TO DO: Select all lines in the records that include "spawn".

Collected data entries:
Start of Block

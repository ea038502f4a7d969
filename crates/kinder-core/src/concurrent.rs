//! Combinators for running independent operations in parallel.
//!
//! Each operation becomes its own tokio task. Neither combinator cancels
//! anything: when [`until_first_error`] returns early, the remaining tasks keep
//! running to completion and their results are discarded.

use crate::error::{AggregateError, CoreError, Result};
use futures::stream::{FuturesUnordered, StreamExt};
use std::future::Future;

/// Run every operation concurrently and return the first failure to arrive.
///
/// Succeeds only once every operation has succeeded.
pub async fn until_first_error<I, F>(ops: I) -> Result<()>
where
    I: IntoIterator<Item = F>,
    F: Future<Output = Result<()>> + Send + 'static,
{
    let mut pending: FuturesUnordered<_> = ops.into_iter().map(tokio::spawn).collect();
    while let Some(joined) = pending.next().await {
        // Dropping `pending` on return detaches the remaining tasks.
        joined??;
    }
    Ok(())
}

/// Run every operation concurrently, wait for all of them, and report every
/// failure in submission order.
pub async fn collect_all_errors<I, F>(ops: I) -> std::result::Result<(), AggregateError>
where
    I: IntoIterator<Item = F>,
    F: Future<Output = Result<()>> + Send + 'static,
{
    let handles: Vec<_> = ops.into_iter().map(tokio::spawn).collect();
    let errors = futures::future::join_all(handles)
        .await
        .into_iter()
        .filter_map(|joined| match joined {
            Ok(Ok(())) => None,
            Ok(Err(e)) => Some(e),
            Err(e) => Some(CoreError::Task(e)),
        })
        .collect();
    match AggregateError::new(errors) {
        Some(agg) => Err(agg),
        None => Ok(()),
    }
}
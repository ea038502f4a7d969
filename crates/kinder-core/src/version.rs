//! Kubernetes version parsing.

use crate::error::CoreError;
use std::fmt;
use std::str::FromStr;

/// `major.minor.patch` of a Kubernetes release. Pre-release and build
/// suffixes are ignored.
#[derive(Debug, Clone, Copy, PartialEq, Eq, PartialOrd, Ord)]
pub struct KubeVersion {
    pub major: u32,
    pub minor: u32,
    pub patch: u32,
}

impl KubeVersion {
    pub const fn new(major: u32, minor: u32, patch: u32) -> Self {
        Self {
            major,
            minor,
            patch,
        }
    }

    /// True when this version is older than `major.minor`.
    pub fn lt_minor(&self, major: u32, minor: u32) -> bool {
        (self.major, self.minor) < (major, minor)
    }
}

impl FromStr for KubeVersion {
    type Err = CoreError;

    fn from_str(s: &str) -> Result<Self, Self::Err> {
        let invalid = || CoreError::Validation(format!("invalid Kubernetes version {s:?}"));
        let core = s.trim().trim_start_matches('v');
        let core = core.split(['-', '+']).next().unwrap_or(core);
        let mut parts = core.split('.');
        let mut next = || -> Result<u32, CoreError> {
            parts
                .next()
                .ok_or_else(invalid)?
                .parse()
                .map_err(|_| invalid())
        };
        let major = next()?;
        let minor = next()?;
        let patch = next()?;
        Ok(Self::new(major, minor, patch))
    }
}

impl fmt::Display for KubeVersion {
    fn fmt(&self, f: &mut fmt::Formatter<'_>) -> fmt::Result {
        write!(f, "v{}.{}.{}", self.major, self.minor, self.patch)
    }
}

#[cfg(test)]
mod tests {
    use super::*;

    #[test]
    fn test_parse_variants() {
        assert_eq!("v1.29.2".parse::<KubeVersion>().unwrap(), KubeVersion::new(1, 29, 2));
        assert_eq!(
            "v1.30.0-alpha.1+abc".parse::<KubeVersion>().unwrap(),
            KubeVersion::new(1, 30, 0)
        );
        assert_eq!("1.14.10\n".parse::<KubeVersion>().unwrap(), KubeVersion::new(1, 14, 10));
        assert!("v1.29".parse::<KubeVersion>().is_err());
        assert!("latest".parse::<KubeVersion>().is_err());
    }

    #[test]
    fn test_lt_minor() {
        let v = KubeVersion::new(1, 24, 7);
        assert!(v.lt_minor(1, 25));
        assert!(!v.lt_minor(1, 24));
        assert_eq!(v.to_string(), "v1.24.7");
    }
}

End of Block

WRITTEN RESPONSE:
    let mut pending: FuturesUnordered<_> = ops.into_iter().map(tokio::spawn).collect();
    let handles: Vec<_> = ops.into_iter().map(tokio::spawn).collect();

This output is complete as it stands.